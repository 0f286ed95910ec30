//! Userspace type definitions
//!
//! ## Organization
//!
//! - **Kernel Types**: map value types and constants shared with the XDP
//!   programs (from stamp_common)
//! - **Userspace Types**: run configuration, exported rows and run summary

use clap::ValueEnum;
use serde::{Deserialize, Serialize};

// ============================================================================
// Kernel Types (from eBPF programs)
// ============================================================================

pub mod kernel {
    //! Types shared between the XDP programs and userspace
    //!
    //! These are re-exported from the stamp-common crate and must
    //! maintain binary compatibility with the eBPF programs.

    pub use stamp_common::constants;
    pub use stamp_common::types::{Ntp64, TelemetryRecord};
}

pub use kernel::{Ntp64, TelemetryRecord};

// ============================================================================
// Userspace Types
// ============================================================================

/// Which XDP program to run
#[derive(ValueEnum, Serialize, Deserialize, Debug, Clone, Copy, PartialEq, Eq)]
#[serde(rename_all = "lowercase")]
pub enum Role {
    /// Turn test packets into replies
    Reflector,
    /// Record replies into the telemetry ring
    Collector,
}

impl Role {
    /// XDP program name in the object file
    pub fn program_name(self) -> &'static str {
        match self {
            Role::Reflector => "stamp_reflector",
            Role::Collector => "stamp_collector",
        }
    }
}

/// XDP attach mode
#[derive(ValueEnum, Debug, Clone, Copy, PartialEq, Eq)]
pub enum XdpMode {
    /// Generic (skb) mode, works on any interface
    Skb,
    /// Driver (native) mode
    Native,
    /// Let the kernel pick
    Auto,
}

/// One reconciled measurement, all timestamps in Unix seconds
#[derive(Serialize, Deserialize, Debug, Clone, Copy, PartialEq)]
pub struct ExportRow {
    pub ssid: u16,
    pub seq: u32,
    /// Sender transmit time
    pub test_tx: f64,
    /// Reflector receive time
    pub test_rx: f64,
    /// Reflector transmit time
    pub reply_tx: f64,
    /// Collector receive time
    pub reply_rx: f64,
}

/// Bookkeeping for one pass over the telemetry ring
#[derive(Serialize, Deserialize, Debug, Default, Clone, Copy, PartialEq, Eq)]
pub struct DrainStats {
    /// Slots handed out by the collector during the run
    pub allocated: u64,
    /// Slots read back
    pub drained: u64,
    /// Records that passed reconciliation
    pub exported: u64,
    /// Never-written or corrupt records
    pub rejected: u64,
    /// Records lost to ring wraparound
    pub overwritten: u64,
}

/// Snapshot of the kernel STATS map
#[derive(Serialize, Deserialize, Debug, Default, Clone, Copy, PartialEq, Eq)]
pub struct KernelStats {
    pub reflected: u64,
    pub collected: u64,
    pub map_lookup_failures: u64,
}

/// Run summary for JSON export
#[derive(Serialize, Deserialize, Debug, Clone)]
pub struct RunSummary {
    /// ISO 8601 timestamp of the start of the run
    pub timestamp: String,
    pub role: Role,
    pub interface: String,
    /// Length of the measurement window in seconds
    pub duration_seconds: u64,
    /// Collector only
    #[serde(skip_serializing_if = "Option::is_none")]
    pub drain: Option<DrainStats>,
    pub kernel: KernelStats,
}

#[cfg(test)]
mod tests {
    use super::*;

    #[test]
    fn test_role_program_names() {
        assert_eq!(Role::Reflector.program_name(), "stamp_reflector");
        assert_eq!(Role::Collector.program_name(), "stamp_collector");
    }

    #[test]
    fn test_summary_serialization() {
        let summary = RunSummary {
            timestamp: "2025-01-01T00:00:00Z".to_string(),
            role: Role::Reflector,
            interface: "eth0".to_string(),
            duration_seconds: 30,
            drain: None,
            kernel: KernelStats {
                reflected: 150,
                ..Default::default()
            },
        };

        let value = serde_json::to_value(&summary).unwrap();
        assert_eq!(value["role"], "reflector");
        assert_eq!(value["kernel"]["reflected"], 150);
        assert!(value.get("drain").is_none());
    }
}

- [Assignment]: Give each line of the records above again, unchanged.

- [Your solution]:
repository 0f286ed95910ec30
//! Userspace type definitions
//!
//! ## Organization
//!
//! - **Kernel Types**: map value types and constants shared with the XDP
//!   programs (from stamp_common)
//! - **Userspace Types**: run configuration, exported rows and run summary

use clap::ValueEnum;
use serde::{Deserialize, Serialize};

// ============================================================================
// Kernel Types (from eBPF programs)
// ============================================================================

pub mod kernel {
    //! Types shared between the XDP programs and userspace
    //!
    //! These are re-exported from the stamp-common crate and must
    //! maintain binary compatibility with the eBPF programs.

    pub use stamp_common::constants;
    pub use stamp_common::types::{Ntp64, TelemetryRecord};
}

pub use kernel::{Ntp64, TelemetryRecord};

// ============================================================================
// Userspace Types
// ============================================================================

/// Which XDP program to run
#[derive(ValueEnum, Serialize, Deserialize, Debug, Clone, Copy, PartialEq, Eq)]
#[serde(rename_all = "lowercase")]
pub enum Role {
    /// Turn test packets into replies
    Reflector,
    /// Record replies into the telemetry ring
    Collector,
}

impl Role {
    /// XDP program name in the object file
    pub fn program_name(self) -> &'static str {
        match self {
            Role::Reflector => "stamp_reflector",
            Role::Collector => "stamp_collector",
        }
    }
}

/// XDP attach mode
#[derive(ValueEnum, Debug, Clone, Copy, PartialEq, Eq)]
pub enum XdpMode {
    /// Generic (skb) mode, works on any interface
    Skb,
    /// Driver (native) mode
    Native,
    /// Let the kernel pick
    Auto,
}

/// One reconciled measurement, all timestamps in Unix seconds
#[derive(Serialize, Deserialize, Debug, Clone, Copy, PartialEq)]
pub struct ExportRow {
    pub ssid: u16,
    pub seq: u32,
    /// Sender transmit time
    pub test_tx: f64,
    /// Reflector receive time
    pub test_rx: f64,
    /// Reflector transmit time
    pub reply_tx: f64,
    /// Collector receive time
    pub reply_rx: f64,
}

/// Bookkeeping for one pass over the telemetry ring
#[derive(Serialize, Deserialize, Debug, Default, Clone, Copy, PartialEq, Eq)]
pub struct DrainStats {
    /// Slots handed out by the collector during the run
    pub allocated: u64,
    /// Slots read back
    pub drained: u64,
    /// Records that passed reconciliation
    pub exported: u64,
    /// Never-written or corrupt records
    pub rejected: u64,
    /// Records lost to ring wraparound
    pub overwritten: u64,
}

/// Snapshot of the kernel STATS map
#[derive(Serialize, Deserialize, Debug, Default, Clone, Copy, PartialEq, Eq)]
pub struct KernelStats {
    pub reflected: u64,
    pub collected: u64,
    pub map_lookup_failures: u64,
}

/// Run summary for JSON export
#[derive(Serialize, Deserialize, Debug, Clone)]
pub struct RunSummary {
    /// ISO 8601 timestamp of the start of the run
    pub timestamp: String,
    pub role: Role,
    pub interface: String,
    /// Length of the measurement window in seconds
    pub duration_seconds: u64,
    /// Collector only
    #[serde(skip_serializing_if = "Option::is_none")]
    pub drain: Option<DrainStats>,
    pub kernel: KernelStats,
}

#[cfg(test)]
mod tests {
    use super::*;

    #[test]
    fn test_role_program_names() {
        assert_eq!(Role::Reflector.program_name(), "stamp_reflector");
        assert_eq!(Role::Collector.program_name(), "stamp_collector");
    }

    #[test]
    fn test_summary_serialization() {
        let summary = RunSummary {
            timestamp: "2025-01-01T00:00:00Z".to_string(),
            role: Role::Reflector,
            interface: "eth0".to_string(),
            duration_seconds: 30,
            drain: None,
            kernel: KernelStats {
                reflected: 150,
                ..Default::default()
            },
        };

        let value = serde_json::to_value(&summary).unwrap();
        assert_eq!(value["role"], "reflector");
        assert_eq!(value["kernel"]["reflected"], 150);
        assert!(value.get("drain").is_none());
    }
}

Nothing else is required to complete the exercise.